(THE INPUT Opens)

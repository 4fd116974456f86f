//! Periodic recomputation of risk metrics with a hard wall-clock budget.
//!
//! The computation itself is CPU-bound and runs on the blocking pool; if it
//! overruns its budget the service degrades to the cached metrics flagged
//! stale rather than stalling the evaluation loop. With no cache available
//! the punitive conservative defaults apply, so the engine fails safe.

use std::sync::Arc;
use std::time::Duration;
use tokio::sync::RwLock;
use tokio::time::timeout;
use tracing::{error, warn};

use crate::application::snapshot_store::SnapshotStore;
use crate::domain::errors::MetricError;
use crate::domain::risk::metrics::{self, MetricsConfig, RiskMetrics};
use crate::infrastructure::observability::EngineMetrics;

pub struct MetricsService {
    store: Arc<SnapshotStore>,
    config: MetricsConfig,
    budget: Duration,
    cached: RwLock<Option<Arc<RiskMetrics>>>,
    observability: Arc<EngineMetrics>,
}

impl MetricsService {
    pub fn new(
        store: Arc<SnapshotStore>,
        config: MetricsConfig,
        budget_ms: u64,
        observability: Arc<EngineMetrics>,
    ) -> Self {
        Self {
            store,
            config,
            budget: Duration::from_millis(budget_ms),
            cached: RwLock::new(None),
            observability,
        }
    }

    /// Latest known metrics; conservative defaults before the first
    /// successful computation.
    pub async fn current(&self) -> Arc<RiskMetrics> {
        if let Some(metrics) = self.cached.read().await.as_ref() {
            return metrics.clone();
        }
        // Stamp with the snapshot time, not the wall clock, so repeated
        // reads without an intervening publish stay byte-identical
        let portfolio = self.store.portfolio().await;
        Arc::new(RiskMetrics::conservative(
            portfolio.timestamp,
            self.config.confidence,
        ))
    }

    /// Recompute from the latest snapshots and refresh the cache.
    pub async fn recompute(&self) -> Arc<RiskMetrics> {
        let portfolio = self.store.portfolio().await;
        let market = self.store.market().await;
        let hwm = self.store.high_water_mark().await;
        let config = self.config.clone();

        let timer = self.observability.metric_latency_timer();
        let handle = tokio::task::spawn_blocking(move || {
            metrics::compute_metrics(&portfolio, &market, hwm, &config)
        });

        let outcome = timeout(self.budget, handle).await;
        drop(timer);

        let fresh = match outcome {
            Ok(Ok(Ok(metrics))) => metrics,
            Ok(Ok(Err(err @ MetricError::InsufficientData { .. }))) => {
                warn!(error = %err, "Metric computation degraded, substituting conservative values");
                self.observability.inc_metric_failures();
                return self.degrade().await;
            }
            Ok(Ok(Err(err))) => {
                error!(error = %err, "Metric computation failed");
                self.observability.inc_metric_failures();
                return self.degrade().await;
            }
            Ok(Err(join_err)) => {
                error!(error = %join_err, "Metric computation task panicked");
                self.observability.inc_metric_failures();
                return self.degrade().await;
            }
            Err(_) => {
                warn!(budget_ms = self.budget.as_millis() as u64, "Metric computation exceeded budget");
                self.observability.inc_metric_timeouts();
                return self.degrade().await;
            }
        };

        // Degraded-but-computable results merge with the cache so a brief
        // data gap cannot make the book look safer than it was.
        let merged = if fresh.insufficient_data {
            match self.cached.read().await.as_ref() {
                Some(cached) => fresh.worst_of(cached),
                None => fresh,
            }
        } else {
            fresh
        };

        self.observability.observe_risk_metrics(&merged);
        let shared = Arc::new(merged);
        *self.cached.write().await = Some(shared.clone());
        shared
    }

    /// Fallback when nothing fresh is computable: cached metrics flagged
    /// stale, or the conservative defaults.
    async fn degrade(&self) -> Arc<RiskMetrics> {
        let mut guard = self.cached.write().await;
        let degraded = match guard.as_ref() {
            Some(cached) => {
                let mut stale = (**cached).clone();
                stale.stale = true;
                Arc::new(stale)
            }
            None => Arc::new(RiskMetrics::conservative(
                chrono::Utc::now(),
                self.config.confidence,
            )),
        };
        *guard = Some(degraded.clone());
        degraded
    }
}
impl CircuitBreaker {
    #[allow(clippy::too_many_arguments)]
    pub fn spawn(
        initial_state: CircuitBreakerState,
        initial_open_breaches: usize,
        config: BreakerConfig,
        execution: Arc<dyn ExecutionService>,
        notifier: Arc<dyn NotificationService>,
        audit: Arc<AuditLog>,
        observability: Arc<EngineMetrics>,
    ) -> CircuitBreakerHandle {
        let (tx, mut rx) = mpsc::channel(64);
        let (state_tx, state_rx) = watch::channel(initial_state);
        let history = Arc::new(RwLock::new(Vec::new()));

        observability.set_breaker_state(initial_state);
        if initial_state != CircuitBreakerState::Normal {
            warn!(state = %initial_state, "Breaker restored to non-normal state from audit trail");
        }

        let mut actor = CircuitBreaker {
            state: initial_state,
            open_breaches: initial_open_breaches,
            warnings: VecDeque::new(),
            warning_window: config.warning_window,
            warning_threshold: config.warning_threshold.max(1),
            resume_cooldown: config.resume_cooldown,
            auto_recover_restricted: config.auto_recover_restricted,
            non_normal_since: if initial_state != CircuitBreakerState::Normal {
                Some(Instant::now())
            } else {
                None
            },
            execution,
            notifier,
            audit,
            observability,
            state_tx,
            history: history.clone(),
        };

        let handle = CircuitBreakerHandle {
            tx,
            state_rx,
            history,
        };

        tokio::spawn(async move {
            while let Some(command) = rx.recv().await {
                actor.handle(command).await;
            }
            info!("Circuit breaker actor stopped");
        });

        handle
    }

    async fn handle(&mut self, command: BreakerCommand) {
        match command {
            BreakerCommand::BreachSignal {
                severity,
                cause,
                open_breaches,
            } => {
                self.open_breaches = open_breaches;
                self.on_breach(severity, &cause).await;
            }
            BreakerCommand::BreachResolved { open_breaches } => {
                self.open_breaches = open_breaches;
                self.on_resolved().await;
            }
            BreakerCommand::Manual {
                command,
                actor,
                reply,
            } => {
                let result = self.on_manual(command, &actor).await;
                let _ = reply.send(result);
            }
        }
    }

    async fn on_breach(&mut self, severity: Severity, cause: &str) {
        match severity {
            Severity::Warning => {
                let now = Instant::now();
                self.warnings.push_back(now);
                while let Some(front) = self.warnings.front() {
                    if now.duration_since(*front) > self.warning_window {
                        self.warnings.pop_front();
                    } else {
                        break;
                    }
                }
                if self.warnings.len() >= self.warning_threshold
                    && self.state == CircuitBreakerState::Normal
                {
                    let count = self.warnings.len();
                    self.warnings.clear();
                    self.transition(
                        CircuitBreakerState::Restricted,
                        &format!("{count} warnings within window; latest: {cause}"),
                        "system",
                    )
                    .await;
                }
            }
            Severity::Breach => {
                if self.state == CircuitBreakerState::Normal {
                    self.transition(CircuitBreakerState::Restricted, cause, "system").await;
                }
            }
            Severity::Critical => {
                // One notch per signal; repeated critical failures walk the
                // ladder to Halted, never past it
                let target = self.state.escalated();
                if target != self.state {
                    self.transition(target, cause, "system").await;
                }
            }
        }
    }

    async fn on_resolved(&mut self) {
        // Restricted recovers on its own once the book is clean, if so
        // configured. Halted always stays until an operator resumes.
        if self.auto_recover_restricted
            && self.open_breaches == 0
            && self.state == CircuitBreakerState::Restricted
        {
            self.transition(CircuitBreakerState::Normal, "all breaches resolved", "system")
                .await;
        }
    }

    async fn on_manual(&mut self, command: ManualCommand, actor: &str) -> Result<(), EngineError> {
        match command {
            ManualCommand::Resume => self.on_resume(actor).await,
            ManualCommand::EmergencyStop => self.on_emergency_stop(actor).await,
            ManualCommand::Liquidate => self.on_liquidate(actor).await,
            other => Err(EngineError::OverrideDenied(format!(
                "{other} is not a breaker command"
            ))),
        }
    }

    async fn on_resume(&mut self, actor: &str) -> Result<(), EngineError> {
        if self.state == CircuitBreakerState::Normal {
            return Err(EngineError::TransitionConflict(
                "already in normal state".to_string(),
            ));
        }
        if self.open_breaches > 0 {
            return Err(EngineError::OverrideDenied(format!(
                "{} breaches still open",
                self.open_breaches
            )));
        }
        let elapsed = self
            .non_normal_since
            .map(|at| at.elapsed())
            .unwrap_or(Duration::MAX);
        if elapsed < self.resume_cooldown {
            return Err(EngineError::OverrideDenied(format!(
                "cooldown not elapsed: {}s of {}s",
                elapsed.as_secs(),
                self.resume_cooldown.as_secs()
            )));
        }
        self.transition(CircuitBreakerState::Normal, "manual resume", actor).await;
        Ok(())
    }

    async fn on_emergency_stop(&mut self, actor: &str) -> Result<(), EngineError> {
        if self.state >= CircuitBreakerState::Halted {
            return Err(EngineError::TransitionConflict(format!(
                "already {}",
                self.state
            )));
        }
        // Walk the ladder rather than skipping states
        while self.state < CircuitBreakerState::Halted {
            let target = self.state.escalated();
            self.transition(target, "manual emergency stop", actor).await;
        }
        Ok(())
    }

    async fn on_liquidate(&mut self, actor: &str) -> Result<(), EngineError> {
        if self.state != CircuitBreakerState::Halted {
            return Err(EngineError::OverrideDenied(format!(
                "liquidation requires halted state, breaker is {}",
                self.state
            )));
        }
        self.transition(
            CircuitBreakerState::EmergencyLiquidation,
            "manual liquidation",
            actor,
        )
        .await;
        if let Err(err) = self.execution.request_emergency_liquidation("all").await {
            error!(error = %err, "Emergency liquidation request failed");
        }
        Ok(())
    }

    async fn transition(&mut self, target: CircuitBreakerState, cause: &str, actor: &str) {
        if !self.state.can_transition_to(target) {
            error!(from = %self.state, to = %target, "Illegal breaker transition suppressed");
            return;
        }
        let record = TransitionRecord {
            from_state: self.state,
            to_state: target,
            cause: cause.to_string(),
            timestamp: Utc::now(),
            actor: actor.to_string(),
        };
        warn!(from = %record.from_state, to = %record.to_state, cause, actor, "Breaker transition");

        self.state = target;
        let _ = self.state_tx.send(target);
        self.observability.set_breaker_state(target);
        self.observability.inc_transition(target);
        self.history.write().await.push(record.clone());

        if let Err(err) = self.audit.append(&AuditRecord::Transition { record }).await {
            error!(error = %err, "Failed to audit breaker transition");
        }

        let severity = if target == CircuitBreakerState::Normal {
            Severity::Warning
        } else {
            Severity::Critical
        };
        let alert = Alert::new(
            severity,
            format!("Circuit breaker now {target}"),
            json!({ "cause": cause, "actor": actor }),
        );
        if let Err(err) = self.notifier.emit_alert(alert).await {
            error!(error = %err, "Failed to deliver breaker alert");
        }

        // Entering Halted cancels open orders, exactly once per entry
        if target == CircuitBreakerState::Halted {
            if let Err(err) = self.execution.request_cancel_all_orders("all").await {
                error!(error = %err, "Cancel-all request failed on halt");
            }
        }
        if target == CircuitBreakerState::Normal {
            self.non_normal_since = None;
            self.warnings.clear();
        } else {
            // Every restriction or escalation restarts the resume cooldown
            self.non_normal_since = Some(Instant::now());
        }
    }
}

(THE INPUT Closes)

• **WHAT IS REQUIRED**
Copy all lines of the records that have the string "TransitionConflict" in them.

• **REPLY**
            return Err(EngineError::TransitionConflict(
            return Err(EngineError::TransitionConflict(format!(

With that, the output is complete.